28 April 2021

Researchers warn that seed scarcity, seedling shortage and few workers available are halting reforestation plans in U.S.

by Matteo Cavallito

 

While the world is increasingly aware of reforestation benefits, a new threat is complicating soil restoration plans: seed shortage. The alarm is sounding in the US, where 17 environmental scientists have exposed the delays in seedling generation. The study, published in Frontiers in Forestry and Global Change journal and reported by Wired magazine, highlights in particular a current annual gap of 1.7 bn units. To achieve a reforestation target of 26 million hectares by 2040 (with an estimated additional carbon capture of 131 million tons), say the researchers, nurseries should increase their production by 2.3 times. Such a change implies a strong public and private financial support and the introduction of specific incentives for landowners.

Nurseries aren’t producing enough

To date, experts say, only one-third of U.S. reforestation lands are treated with nursery-grown seedlings, while the others are left to natural regeneration. At the same time, the Forest Service of the Department of Agriculture is only able to intervene on just one-fifth of the land that would require reforestation. And wildfires are helping to widen the gap.

Declining nurseries – with 28 closures since 1995 – go hand in hand diminishing seed storage and processing facilities, whose number ” steadily declined during the last several decades.” Despite recent increases, current production level – estimated at 1.3 billion seedlings per year – is therefore not enough to meet the requirements.

La produzione di piantine nel sud degli Stati Uniti dal 1925 a oggi (miliardi di unità). Immagine: Fargione J. et al. “Challenges to the Reforestation Pipeline in the United States”, Front. For. Glob. Change 4:629198. doi: 10.3389/ffgc.2021.629198 Copyright © 2021 Fargione J. et al. open-access article Attribution 4.0 International (CC BY 4.0)

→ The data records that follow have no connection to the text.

//! Immutable configuration for the download core.
//!
//! A [`DownloaderConfig`] is built once at startup and handed to the
//! [`Downloader`](crate::download::Downloader). Nothing in the core mutates it.

use std::time::Duration;

use thiserror::Error;

use crate::parser::UrlPolicy;

/// Default maximum number of timeout-driven retries.
pub const DEFAULT_MAX_RETRIES: u32 = 3;

/// Default per-attempt timeout (2 minutes).
pub const DEFAULT_ATTEMPT_TIMEOUT: Duration = Duration::from_secs(120);

/// Default maximum artifact size (1 GiB).
pub const DEFAULT_MAX_FILE_SIZE: u64 = 1024 * 1024 * 1024;

/// Default HTTP connect timeout (30 seconds).
pub const CONNECT_TIMEOUT_SECS: u64 = 30;

/// Content types accepted by default.
pub const DEFAULT_ALLOWED_CONTENT_TYPES: &[&str] = &[
    "application/pdf",
    "image/jpeg",
    "image/png",
    "text/plain",
    "application/zip",
    "application/x-tar",
    "application/gzip",
    "application/x-debian-package",
    "application/x-apple-diskimage",
    "application/x-rpm",
    "application/x-msdos-program",
    "text/x-shellscript",
];

/// Errors raised when a configuration value is unusable.
#[derive(Debug, Clone, PartialEq, Eq, Error)]
pub enum ConfigError {
    /// A numeric setting is outside its accepted range.
    #[error("invalid value for `{field}`: {reason}")]
    OutOfRange {
        /// Name of the offending setting.
        field: &'static str,
        /// Why the value was rejected.
        reason: String,
    },

    /// The URL grammar could not be compiled from the configured policy.
    #[error("invalid URL policy: {0}")]
    UrlPolicy(String),
}

/// Configuration for the download core.
///
/// # Default Values
///
/// - `max_retries`: 3
/// - `attempt_timeout`: 120 seconds
/// - `max_file_size`: 1 GiB
/// - `connect_timeout`: 30 seconds
/// - `url_policy`: GitHub release/archive/blob/raw URLs
/// - `allowed_content_types`: [`DEFAULT_ALLOWED_CONTENT_TYPES`]
#[derive(Debug, Clone, PartialEq, Eq)]
pub struct DownloaderConfig {
    max_retries: u32,
    attempt_timeout: Duration,
    max_file_size: u64,
    connect_timeout: Duration,
    url_policy: UrlPolicy,
    allowed_content_types: Vec<String>,
}

impl Default for DownloaderConfig {
    fn default() -> Self {
        Self {
            max_retries: DEFAULT_MAX_RETRIES,
            attempt_timeout: DEFAULT_ATTEMPT_TIMEOUT,
            max_file_size: DEFAULT_MAX_FILE_SIZE,
            connect_timeout: Duration::from_secs(CONNECT_TIMEOUT_SECS),
            url_policy: UrlPolicy::default(),
            allowed_content_types: DEFAULT_ALLOWED_CONTENT_TYPES
                .iter()
                .map(|s| (*s).to_string())
                .collect(),
        }
    }
}

impl DownloaderConfig {
    /// Sets the maximum number of timeout-driven retries.
    #[must_use]
    pub fn with_max_retries(mut self, max_retries: u32) -> Self {
        self.max_retries = max_retries;
        self
    }

    /// Sets the per-attempt timeout.
    #[must_use]
    pub fn with_attempt_timeout(mut self, timeout: Duration) -> Self {
        self.attempt_timeout = timeout;
        self
    }

    /// Sets the maximum accepted artifact size in bytes.
    #[must_use]
    pub fn with_max_file_size(mut self, bytes: u64) -> Self {
        self.max_file_size = bytes;
        self
    }

    /// Sets the HTTP connect timeout used by [`HttpClient`](crate::download::HttpClient).
    #[must_use]
    pub fn with_connect_timeout(mut self, timeout: Duration) -> Self {
        self.connect_timeout = timeout;
        self
    }

    /// Replaces the accepted URL grammar.
    #[must_use]
    pub fn with_url_policy(mut self, policy: UrlPolicy) -> Self {
        self.url_policy = policy;
        self
    }

    /// Replaces the content-type allow-list. Entries are normalized to lower case.
    #[must_use]
    pub fn with_allowed_content_types<I, S>(mut self, types: I) -> Self
    where
        I: IntoIterator<Item = S>,
        S: AsRef<str>,
    {
        self.allowed_content_types = types
            .into_iter()
            .map(|s| s.as_ref().trim().to_ascii_lowercase())
            .collect();
        self
    }

    /// Maximum number of timeout-driven retries.
    #[must_use]
    pub fn max_retries(&self) -> u32 {
        self.max_retries
    }

    /// Per-attempt timeout.
    #[must_use]
    pub fn attempt_timeout(&self) -> Duration {
        self.attempt_timeout
    }

    /// Maximum accepted artifact size in bytes.
    #[must_use]
    pub fn max_file_size(&self) -> u64 {
        self.max_file_size
    }

    /// HTTP connect timeout.
    #[must_use]
    pub fn connect_timeout(&self) -> Duration {
        self.connect_timeout
    }

    /// Accepted URL grammar.
    #[must_use]
    pub fn url_policy(&self) -> &UrlPolicy {
        &self.url_policy
    }

    /// Accepted content types (lower-case MIME essences).
    #[must_use]
    pub fn allowed_content_types(&self) -> &[String] {
        &self.allowed_content_types
    }

    /// Checks that every value is usable.
    ///
    /// # Errors
    ///
    /// Returns [`ConfigError::OutOfRange`] for a zero timeout, a zero size cap,
    /// or an empty content-type allow-list.
    pub fn validate(&self) -> Result<(), ConfigError> {
        if self.attempt_timeout.is_zero() {
            return Err(ConfigError::OutOfRange {
                field: "attempt_timeout",
                reason: "must be greater than zero".to_string(),
            });
        }
        if self.connect_timeout.is_zero() {
            return Err(ConfigError::OutOfRange {
                field: "connect_timeout",
                reason: "must be greater than zero".to_string(),
            });
        }
        if self.max_file_size == 0 {
            return Err(ConfigError::OutOfRange {
                field: "max_file_size",
                reason: "must be greater than zero".to_string(),
            });
        }
        if self.allowed_content_types.is_empty() {
            return Err(ConfigError::OutOfRange {
                field: "allowed_content_types",
                reason: "at least one content type is required".to_string(),
            });
        }
        Ok(())
    }
}
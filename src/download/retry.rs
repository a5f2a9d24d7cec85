//! Retry decisions for failed attempts.
//!
//! Only a timed-out attempt is worth repeating: a non-success status, an
//! oversized or mistyped artifact, or a broken stream would fail the same way
//! again. Retries are issued immediately; there is no backoff between attempts.
//!
//! # Example
//!
//! ```
//! use ghfetch_core::download::{
//!     DownloadError, RetryDecision, RetryPolicy, classify_error,
//! };
//!
//! let policy = RetryPolicy::new(3);
//! let error = DownloadError::timeout("https://github.com/acme/tool/raw/main/a.txt", 1);
//!
//! match policy.should_retry(classify_error(&error), 0) {
//!     RetryDecision::Retry { attempt } => println!("issuing attempt {attempt}"),
//!     RetryDecision::DoNotRetry { reason } => println!("giving up: {reason}"),
//! }
//! ```

use tracing::{debug, instrument};

use super::DownloadError;
use crate::config::DEFAULT_MAX_RETRIES;

/// Classification of a failed attempt.
#[derive(Debug, Clone, Copy, PartialEq, Eq)]
pub enum FailureType {
    /// The attempt ran out of time; a fresh attempt may succeed.
    Transient,
    /// Repeating the request would produce the same result.
    Permanent,
}

/// Decision on whether to issue another attempt.
#[derive(Debug, Clone, PartialEq, Eq)]
pub enum RetryDecision {
    /// Issue another attempt now.
    Retry {
        /// Zero-based index of the attempt about to start.
        attempt: u32,
    },

    /// Resolve with the current error.
    DoNotRetry {
        /// Human-readable reason.
        reason: String,
    },
}

/// Bounds the number of timeout-driven retries.
///
/// A request is tried at most `max_retries + 1` times.
#[derive(Debug, Clone, Copy, PartialEq, Eq)]
pub struct RetryPolicy {
    max_retries: u32,
}

impl Default for RetryPolicy {
    fn default() -> Self {
        Self::new(DEFAULT_MAX_RETRIES)
    }
}

impl RetryPolicy {
    /// Creates a policy allowing `max_retries` retries after the first attempt.
    #[must_use]
    pub const fn new(max_retries: u32) -> Self {
        Self { max_retries }
    }

    /// Maximum number of retries.
    #[must_use]
    pub const fn max_retries(&self) -> u32 {
        self.max_retries
    }

    /// Maximum number of attempts including the first.
    #[must_use]
    pub const fn max_attempts(&self) -> u32 {
        self.max_retries.saturating_add(1)
    }

    /// Decides what follows the failure of attempt `attempt` (zero-based).
    #[instrument(skip(self), fields(max_retries = self.max_retries))]
    pub fn should_retry(&self, failure_type: FailureType, attempt: u32) -> RetryDecision {
        if failure_type == FailureType::Permanent {
            return RetryDecision::DoNotRetry {
                reason: "permanent failure - retry would not help".to_string(),
            };
        }

        if attempt >= self.max_retries {
            debug!(attempt, "retries exhausted");
            return RetryDecision::DoNotRetry {
                reason: format!("max retries ({}) exhausted", self.max_retries),
            };
        }

        debug!(attempt, next_attempt = attempt + 1, "will retry");
        RetryDecision::Retry {
            attempt: attempt + 1,
        }
    }
}

/// Classifies a failure; only [`DownloadError::Timeout`] is transient.
#[must_use]
pub fn classify_error(error: &DownloadError) -> FailureType {
    match error {
        DownloadError::Timeout { .. } => FailureType::Transient,
        DownloadError::InputInvalid { .. }
        | DownloadError::Network { .. }
        | DownloadError::TooLarge { .. }
        | DownloadError::InvalidType { .. }
        | DownloadError::StreamInterrupted { .. }
        | DownloadError::Unknown { .. } => FailureType::Permanent,
    }
}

Seedling production in the southern United States from 1925 (billions of units). Image: Fargione J. et al. “Challenges to the Reforestation Pipeline in the United States”, Front. For. Glob. Change 2021 Copyright © 2021 Fargione J. et al. open-access article Attribution 4.0 International (CC BY 4.0)

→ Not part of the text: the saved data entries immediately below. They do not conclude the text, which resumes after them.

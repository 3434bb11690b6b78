//! JSON form definitions.
//!
//! A [`FormDefinition`] describes a form's schemata as plain data: every
//! field carries the namespaced attributes of its model element, which are
//! run through the metadata handlers when the definition is turned into a
//! [`FormDeclaration`].
//!
//! ```
//! let json = r#"{
//!     "schema": {
//!         "identifier": "example.IBase",
//!         "fields": [
//!             { "name": "a", "title": "A" },
//!             { "name": "b", "title": "B", "attributes": { "form:before": "a" } }
//!         ]
//!     }
//! }"#;
//! let declaration = autoform::FormDefinition::from_json(json)?.into_declaration()?;
//! let mut form = autoform::AutoFields::new(std::sync::Arc::new(declaration));
//! form.update_fields_from_schemata();
//! assert_eq!(form.fields.names().collect::<Vec<_>>(), ["b", "a"]);
//! # Ok::<(), autoform::Error>(())
//! ```

use std::collections::HashSet;
use std::sync::Arc;

use indexmap::IndexMap;
use serde::{Deserialize, Serialize};

use crate::error::{Error, Result};
use crate::form::{
    DeclaredGroup, FieldCollection, FormDeclaration, FormField, FormMode, GroupFactory,
};
use crate::metadata::Fieldset;
use crate::model::{FieldDescriptor, Schema};
use crate::serializer::{expand_attribute_name, read_field, write_field, Element};

/// A field and the attributes of its model element.
#[derive(Debug, Clone, PartialEq, Eq, Serialize, Deserialize)]
pub struct FieldDefinition {
    /// The field descriptor.
    #[serde(flatten)]
    pub field: FieldDescriptor,
    /// Attributes keyed by Clark-notation or `prefix:local` name.
    #[serde(default, skip_serializing_if = "IndexMap::is_empty")]
    pub attributes: IndexMap<String, String>,
}

impl FieldDefinition {
    /// The attribute record of this field, with prefixed names expanded.
    #[must_use]
    pub fn element(&self) -> Element {
        let mut element = Element::new("field");
        for (name, value) in &self.attributes {
            element
                .attributes
                .insert(expand_attribute_name(name), value.clone());
        }
        element
    }
}

/// A schema as plain data.
#[derive(Debug, Clone, Default, PartialEq, Eq, Serialize, Deserialize)]
pub struct SchemaDefinition {
    /// Fully qualified name.
    pub identifier: String,
    /// Short name. Defaults to the last dotted segment of the identifier.
    #[serde(default, skip_serializing_if = "Option::is_none")]
    pub name: Option<String>,
    /// Documentation string.
    #[serde(default, skip_serializing_if = "Option::is_none")]
    pub doc: Option<String>,
    /// Fields in order.
    #[serde(default)]
    pub fields: Vec<FieldDefinition>,
    /// Fieldsets declared by the schema.
    #[serde(default, skip_serializing_if = "Vec::is_empty")]
    pub fieldsets: Vec<Fieldset>,
}

impl SchemaDefinition {
    /// Builds the schema, reading every field's attributes into its
    /// metadata store in field order.
    ///
    /// # Errors
    ///
    /// Returns [`Error::Definition`] if the identifier is empty or a field
    /// name repeats.
    pub fn build(&self) -> Result<Schema> {
        if self.identifier.is_empty() {
            return Err(Error::Definition("schema identifier is empty".to_owned()));
        }
        let mut schema = Schema::new(self.identifier.as_str());
        if let Some(name) = &self.name {
            schema.name = name.clone();
        }
        schema.doc = self.doc.clone();

        let mut seen = HashSet::new();
        for definition in &self.fields {
            if !seen.insert(definition.field.name.as_str()) {
                return Err(Error::Definition(format!(
                    "duplicate field '{}' in schema '{}'",
                    definition.field.name, self.identifier
                )));
            }
            read_field(&definition.element(), &mut schema.metadata, &definition.field);
            schema.fields.push(definition.field.clone());
        }
        for fieldset in &self.fieldsets {
            schema.metadata.fieldsets_mut().push(fieldset.clone());
        }
        Ok(schema)
    }
}

/// A declared default group.
#[derive(Debug, Clone, Default, PartialEq, Eq, Serialize, Deserialize)]
pub struct GroupDefinition {
    /// Group name. When absent the label identifies the group.
    #[serde(default, skip_serializing_if = "Option::is_none")]
    pub name: Option<String>,
    /// Display label.
    pub label: String,
    /// Optional description.
    #[serde(default, skip_serializing_if = "Option::is_none")]
    pub description: Option<String>,
    /// Fields in the group.
    #[serde(default)]
    pub fields: Vec<FieldDescriptor>,
}

/// A complete form as plain data.
#[derive(Debug, Clone, Default, PartialEq, Eq, Serialize, Deserialize)]
#[serde(default)]
pub struct FormDefinition {
    /// Primary schema.
    #[serde(skip_serializing_if = "Option::is_none")]
    pub schema: Option<SchemaDefinition>,
    /// Additional schemata, in order.
    pub additional_schemata: Vec<SchemaDefinition>,
    /// Default fields.
    pub fields: Vec<FieldDescriptor>,
    /// Default groups.
    pub groups: Vec<GroupDefinition>,
    /// Add additional schemata fields without a prefix.
    pub ignore_prefix: bool,
    /// Create one group per additional schema.
    pub auto_groups: bool,
    /// Edit or display form.
    pub mode: FormMode,
}

impl FormDefinition {
    /// Parses a definition from JSON.
    ///
    /// # Errors
    ///
    /// Returns [`Error::Json`] if the document is not a valid definition.
    pub fn from_json(json: &str) -> Result<Self> {
        Ok(serde_json::from_str(json)?)
    }

    /// Every schema definition, primary first.
    pub fn schemata(&self) -> impl Iterator<Item = &SchemaDefinition> {
        self.schema.iter().chain(self.additional_schemata.iter())
    }

    /// Builds the form declaration.
    ///
    /// # Errors
    ///
    /// Returns [`Error::Definition`] if any schema is invalid or two schemata
    /// share an identifier.
    pub fn into_declaration(self) -> Result<FormDeclaration> {
        let mut identifiers = HashSet::new();
        for schema in self.schemata() {
            if !identifiers.insert(schema.identifier.as_str()) {
                return Err(Error::Definition(format!(
                    "schema '{}' is declared more than once",
                    schema.identifier
                )));
            }
        }

        let mut declaration = FormDeclaration::new()
            .ignore_prefix(self.ignore_prefix)
            .auto_groups(self.auto_groups)
            .mode(self.mode);
        if let Some(schema) = &self.schema {
            declaration.schema = Some(Arc::new(schema.build()?));
        }
        for schema in &self.additional_schemata {
            declaration.additional_schemata.push(Arc::new(schema.build()?));
        }
        declaration.fields = self.fields.into_iter().map(FormField::new).collect();
        declaration.groups = self
            .groups
            .into_iter()
            .map(|g| {
                let fields: FieldCollection = g.fields.into_iter().map(FormField::new).collect();
                DeclaredGroup::Factory(
                    GroupFactory::new(g.name.unwrap_or_default(), g.label)
                        .with_description(g.description)
                        .with_fields(fields),
                )
            })
            .collect();
        Ok(declaration)
    }
}

/// Writes back the attribute record of every field of `schema`, in field
/// order.
#[must_use]
pub fn export_attributes(schema: &Schema) -> Vec<Element> {
    schema
        .fields
        .iter()
        .map(|field| write_field(&schema.metadata, field))
        .collect()
}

Fewer resources for seed collection

Many key factors are shaping a long-term trend. Budget cuts by the federal government, of course, as well as climate change contributing to reduced seed availability. In addition, harvesting professionals, who are essential to a successful reforestation process, are disappearing. “Seed collecting is a profession on the verge of extinction” writes Wired magazine. “It’s an extremely technical job since harvesters must be arborists. As well as being able to climb trees, figure out how many seeds can be collected without endangering the health of the plant and at what time.” Just like traditional farmers helping to preserve ancient seeds around the world, these professionals, in other words, show special skills and cannot be easily replaced.

Nurseries’ crisis

“We are running out of people,” admits Marcus Selig, vice president of field programs at the National Forest Foundation, an organization established by Congress in 1992 and based in Missoula, Montana. But problems, Wired observes, are emerging all along the production chain. In nurseries, where seeds are cultivated for about a year before generating seedlings, the seasonal worker shortage is well known. And immigration restrictions, says the study, are making everything harder.

More money is the only solution

Perhaps the most obvious problem is the high cost of planting. Recently, according to the National Forest Foundation, as reported by Wired, “a single project to plant 8,000 trees in California cost $300,000 just in site prep.” Researchers also estimate “it would cost $33 billion—about a dollar per tree—to plant 34 billion trees across public lands, national forests and reclaimed agricultural land.”

An influx of new private and public funds, is therefore essential. The recent Replant Act has already been introduced into Congress; if passed “it would quadruple the Forest Service’s Reforestation Trust Fund for forestry work and nursery development”, which is currently standing at $30 million a year, a figure unchanged since the 1980s.